(Supplied records Opens)
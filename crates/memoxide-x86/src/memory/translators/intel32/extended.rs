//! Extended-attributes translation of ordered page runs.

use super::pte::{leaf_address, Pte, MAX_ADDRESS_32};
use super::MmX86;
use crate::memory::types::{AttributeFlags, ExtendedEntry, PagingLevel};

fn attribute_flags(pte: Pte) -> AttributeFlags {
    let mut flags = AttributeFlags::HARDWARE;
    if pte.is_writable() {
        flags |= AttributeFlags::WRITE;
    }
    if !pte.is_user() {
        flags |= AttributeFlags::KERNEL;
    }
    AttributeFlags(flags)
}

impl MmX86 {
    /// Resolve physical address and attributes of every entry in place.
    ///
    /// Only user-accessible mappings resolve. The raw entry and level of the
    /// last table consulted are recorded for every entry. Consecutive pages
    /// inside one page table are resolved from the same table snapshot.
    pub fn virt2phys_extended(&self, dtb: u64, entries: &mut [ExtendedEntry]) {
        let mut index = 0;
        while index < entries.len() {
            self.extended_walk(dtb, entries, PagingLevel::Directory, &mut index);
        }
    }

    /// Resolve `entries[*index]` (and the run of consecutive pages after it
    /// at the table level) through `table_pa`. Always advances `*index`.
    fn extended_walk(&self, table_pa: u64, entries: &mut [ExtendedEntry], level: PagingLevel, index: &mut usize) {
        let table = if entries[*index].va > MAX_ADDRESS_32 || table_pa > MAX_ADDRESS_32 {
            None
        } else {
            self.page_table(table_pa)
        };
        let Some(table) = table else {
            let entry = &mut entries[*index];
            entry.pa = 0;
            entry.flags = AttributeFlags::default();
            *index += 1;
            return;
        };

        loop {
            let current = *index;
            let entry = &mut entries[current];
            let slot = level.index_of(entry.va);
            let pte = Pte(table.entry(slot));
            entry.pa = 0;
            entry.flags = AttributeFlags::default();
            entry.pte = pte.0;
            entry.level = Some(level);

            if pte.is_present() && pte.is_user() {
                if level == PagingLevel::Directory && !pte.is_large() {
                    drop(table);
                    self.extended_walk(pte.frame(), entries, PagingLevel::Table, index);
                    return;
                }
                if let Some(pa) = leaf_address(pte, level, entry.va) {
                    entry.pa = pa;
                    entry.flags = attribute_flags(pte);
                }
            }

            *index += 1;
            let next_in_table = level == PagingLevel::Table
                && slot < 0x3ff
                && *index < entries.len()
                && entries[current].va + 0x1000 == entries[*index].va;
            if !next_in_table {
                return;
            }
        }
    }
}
(Supplied records Closes)
(Supplied records Opens)
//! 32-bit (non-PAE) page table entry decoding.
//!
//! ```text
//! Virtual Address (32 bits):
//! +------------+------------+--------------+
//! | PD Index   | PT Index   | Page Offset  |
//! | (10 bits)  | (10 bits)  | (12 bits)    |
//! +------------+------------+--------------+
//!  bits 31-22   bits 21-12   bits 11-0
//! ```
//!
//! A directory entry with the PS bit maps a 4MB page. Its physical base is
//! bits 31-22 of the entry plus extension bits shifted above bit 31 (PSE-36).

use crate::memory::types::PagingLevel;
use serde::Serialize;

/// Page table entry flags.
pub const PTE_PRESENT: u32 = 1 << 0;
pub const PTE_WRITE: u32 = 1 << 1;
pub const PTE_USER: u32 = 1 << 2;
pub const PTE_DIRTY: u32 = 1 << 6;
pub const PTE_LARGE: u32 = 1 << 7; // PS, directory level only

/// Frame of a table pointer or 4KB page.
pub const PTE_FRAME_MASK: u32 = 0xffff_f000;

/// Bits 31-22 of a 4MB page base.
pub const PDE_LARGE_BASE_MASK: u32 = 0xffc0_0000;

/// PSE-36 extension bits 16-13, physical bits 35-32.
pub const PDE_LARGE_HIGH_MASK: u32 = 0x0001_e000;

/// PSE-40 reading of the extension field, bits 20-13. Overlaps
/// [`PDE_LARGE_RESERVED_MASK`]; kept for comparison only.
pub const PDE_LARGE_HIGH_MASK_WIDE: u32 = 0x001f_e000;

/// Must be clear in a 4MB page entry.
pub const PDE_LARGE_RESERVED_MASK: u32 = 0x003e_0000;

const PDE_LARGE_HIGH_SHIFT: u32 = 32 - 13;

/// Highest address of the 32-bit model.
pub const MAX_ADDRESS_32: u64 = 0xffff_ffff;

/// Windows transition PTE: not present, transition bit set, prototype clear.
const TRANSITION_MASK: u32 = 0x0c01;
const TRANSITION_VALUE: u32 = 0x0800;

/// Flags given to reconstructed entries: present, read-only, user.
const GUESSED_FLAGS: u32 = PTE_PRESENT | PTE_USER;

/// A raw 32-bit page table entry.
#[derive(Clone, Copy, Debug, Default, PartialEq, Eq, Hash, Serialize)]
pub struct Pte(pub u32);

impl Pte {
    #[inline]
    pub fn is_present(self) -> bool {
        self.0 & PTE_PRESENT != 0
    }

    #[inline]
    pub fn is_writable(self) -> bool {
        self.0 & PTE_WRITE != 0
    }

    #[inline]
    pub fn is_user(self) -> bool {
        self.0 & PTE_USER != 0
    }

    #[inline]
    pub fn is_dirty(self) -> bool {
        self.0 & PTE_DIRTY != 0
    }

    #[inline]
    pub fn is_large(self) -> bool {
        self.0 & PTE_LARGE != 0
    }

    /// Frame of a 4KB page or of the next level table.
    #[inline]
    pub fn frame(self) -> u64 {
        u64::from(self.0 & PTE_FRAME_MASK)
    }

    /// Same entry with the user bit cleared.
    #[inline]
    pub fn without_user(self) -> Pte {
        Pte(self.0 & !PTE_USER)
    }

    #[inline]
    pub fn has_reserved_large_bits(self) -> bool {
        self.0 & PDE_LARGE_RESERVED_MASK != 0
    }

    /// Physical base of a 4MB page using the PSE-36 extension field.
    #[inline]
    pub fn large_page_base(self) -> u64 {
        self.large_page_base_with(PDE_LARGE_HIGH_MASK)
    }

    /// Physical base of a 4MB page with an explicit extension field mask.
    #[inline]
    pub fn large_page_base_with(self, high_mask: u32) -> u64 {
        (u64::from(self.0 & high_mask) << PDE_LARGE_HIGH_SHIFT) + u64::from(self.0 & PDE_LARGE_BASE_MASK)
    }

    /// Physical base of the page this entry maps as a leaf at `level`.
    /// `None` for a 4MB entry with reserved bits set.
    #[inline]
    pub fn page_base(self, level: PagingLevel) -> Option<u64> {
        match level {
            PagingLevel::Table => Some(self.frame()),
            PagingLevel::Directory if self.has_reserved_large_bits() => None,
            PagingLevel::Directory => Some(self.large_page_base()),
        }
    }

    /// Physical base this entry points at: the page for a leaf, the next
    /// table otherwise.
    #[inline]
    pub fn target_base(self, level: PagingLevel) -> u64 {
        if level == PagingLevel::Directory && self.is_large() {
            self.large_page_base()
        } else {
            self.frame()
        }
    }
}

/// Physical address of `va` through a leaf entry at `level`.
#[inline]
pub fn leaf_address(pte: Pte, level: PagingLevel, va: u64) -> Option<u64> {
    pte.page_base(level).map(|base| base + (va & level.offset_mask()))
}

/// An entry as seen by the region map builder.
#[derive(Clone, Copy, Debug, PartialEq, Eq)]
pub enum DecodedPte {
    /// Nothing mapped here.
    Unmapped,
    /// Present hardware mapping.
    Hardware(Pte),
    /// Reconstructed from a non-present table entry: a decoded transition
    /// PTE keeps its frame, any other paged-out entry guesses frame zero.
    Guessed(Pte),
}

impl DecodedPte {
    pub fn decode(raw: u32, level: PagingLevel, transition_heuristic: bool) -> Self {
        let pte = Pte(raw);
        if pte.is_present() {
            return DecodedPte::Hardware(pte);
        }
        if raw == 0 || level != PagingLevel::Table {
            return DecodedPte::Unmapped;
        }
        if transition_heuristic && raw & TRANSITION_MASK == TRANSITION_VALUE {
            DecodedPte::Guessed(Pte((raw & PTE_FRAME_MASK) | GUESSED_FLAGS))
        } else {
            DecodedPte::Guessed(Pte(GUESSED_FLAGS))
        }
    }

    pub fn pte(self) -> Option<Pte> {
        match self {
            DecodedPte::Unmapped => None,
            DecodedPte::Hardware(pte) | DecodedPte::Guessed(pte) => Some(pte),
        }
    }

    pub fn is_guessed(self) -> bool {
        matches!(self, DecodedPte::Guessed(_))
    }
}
(Supplied records Closes)
**Exercise goal:**
The lines to show are those in the data above that include "maps".

**Your response:**
//! A directory entry with the PS bit maps a 4MB page. Its physical base is
    /// Physical base of the page this entry maps as a leaf at `level`.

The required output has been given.